* _EXERCISE_
Report the lines of the data below that contain the string "Catalog".

═════ EXTRACTED INFORMATION ═════

//! Screen identifiers and tab-bar order.

use std::fmt;

use rwtool_core::{Role, ScreenKind};

/// The seven console screens, navigable by number keys 1-7.
#[derive(Debug, Clone, Copy, PartialEq, Eq, Hash, Default)]
pub enum ScreenId {
    #[default]
    Dashboard,
    Domains,
    Approvals,
    Groups,
    Catalog,
    MySubscriptions,
    Reports,
}

impl ScreenId {
    /// All screens in tab-bar order.
    pub const ALL: [ScreenId; 7] = [
        Self::Dashboard,
        Self::Domains,
        Self::Approvals,
        Self::Groups,
        Self::Catalog,
        Self::MySubscriptions,
        Self::Reports,
    ];

    pub fn number(self) -> u8 {
        match self {
            Self::Dashboard => 1,
            Self::Domains => 2,
            Self::Approvals => 3,
            Self::Groups => 4,
            Self::Catalog => 5,
            Self::MySubscriptions => 6,
            Self::Reports => 7,
        }
    }

    pub fn from_number(n: u8) -> Option<Self> {
        Self::ALL.into_iter().find(|s| s.number() == n)
    }

    /// Next screen in tab order (wraps around).
    pub fn next(self) -> Self {
        let idx = self.index();
        Self::ALL[(idx + 1) % Self::ALL.len()]
    }

    /// Previous screen in tab order (wraps around).
    pub fn prev(self) -> Self {
        let idx = self.index();
        Self::ALL[(idx + Self::ALL.len() - 1) % Self::ALL.len()]
    }

    pub fn index(self) -> usize {
        Self::ALL.iter().position(|&s| s == self).unwrap_or(0)
    }

    pub fn kind(self) -> ScreenKind {
        match self {
            Self::Dashboard => ScreenKind::Dashboard,
            Self::Domains => ScreenKind::Domains,
            Self::Approvals => ScreenKind::Approvals,
            Self::Groups => ScreenKind::UserGroups,
            Self::Catalog => ScreenKind::Catalog,
            Self::MySubscriptions => ScreenKind::MySubscriptions,
            Self::Reports => ScreenKind::Reports,
        }
    }

    /// Tab label, shared with the CLI's screen names.
    pub fn label(self) -> String {
        self.kind().to_string()
    }

    /// Whether the role's navigation hint includes this screen. The
    /// server still decides what each call may do.
    pub fn suggested_for(self, role: Role) -> bool {
        role.is_administrative() || !self.kind().is_administrative()
    }

    /// Screen to open first for a role.
    pub fn landing(role: Role) -> Self {
        role.landing_screen().into()
    }
}

impl From<ScreenKind> for ScreenId {
    fn from(kind: ScreenKind) -> Self {
        match kind {
            ScreenKind::Dashboard => Self::Dashboard,
            ScreenKind::Domains => Self::Domains,
            ScreenKind::Approvals => Self::Approvals,
            ScreenKind::UserGroups => Self::Groups,
            ScreenKind::Catalog => Self::Catalog,
            ScreenKind::MySubscriptions => Self::MySubscriptions,
            ScreenKind::Reports => Self::Reports,
        }
    }
}

impl fmt::Display for ScreenId {
    fn fmt(&self, f: &mut fmt::Formatter<'_>) -> fmt::Result {
        f.write_str(&self.label())
    }
}

#[cfg(test)]
mod tests {
    use super::*;

    #[test]
    fn number_keys_round_trip() {
        for screen in ScreenId::ALL {
            assert_eq!(ScreenId::from_number(screen.number()), Some(screen));
        }
        assert_eq!(ScreenId::from_number(0), None);
        assert_eq!(ScreenId::from_number(8), None);
    }

    #[test]
    fn tab_order_wraps() {
        assert_eq!(ScreenId::Reports.next(), ScreenId::Dashboard);
        assert_eq!(ScreenId::Dashboard.prev(), ScreenId::Reports);
        assert_eq!(ScreenId::Approvals.next(), ScreenId::Groups);
    }

    #[test]
    fn landing_follows_role() {
        assert_eq!(ScreenId::landing(Role::Admin), ScreenId::Dashboard);
        assert_eq!(ScreenId::landing(Role::Ops), ScreenId::Dashboard);
        assert_eq!(ScreenId::landing(Role::User), ScreenId::Catalog);
    }

    #[test]
    fn subscriber_hint_hides_admin_screens() {
        assert!(!ScreenId::Approvals.suggested_for(Role::User));
        assert!(ScreenId::Reports.suggested_for(Role::User));
        assert!(ScreenId::Approvals.suggested_for(Role::Ops));
    }

    #[test]
    fn labels_match_screen_names() {
        assert_eq!(ScreenId::Groups.label(), "Groups");
        assert_eq!(ScreenId::MySubscriptions.to_string(), "My Subscriptions");
    }
}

═════

* _TASK SOLUTION_
    Catalog,
        Self::Catalog,
            Self::Catalog => 5,
            Self::Catalog => ScreenKind::Catalog,
            ScreenKind::Catalog => Self::Catalog,
        assert_eq!(ScreenId::landing(Role::User), ScreenId::Catalog);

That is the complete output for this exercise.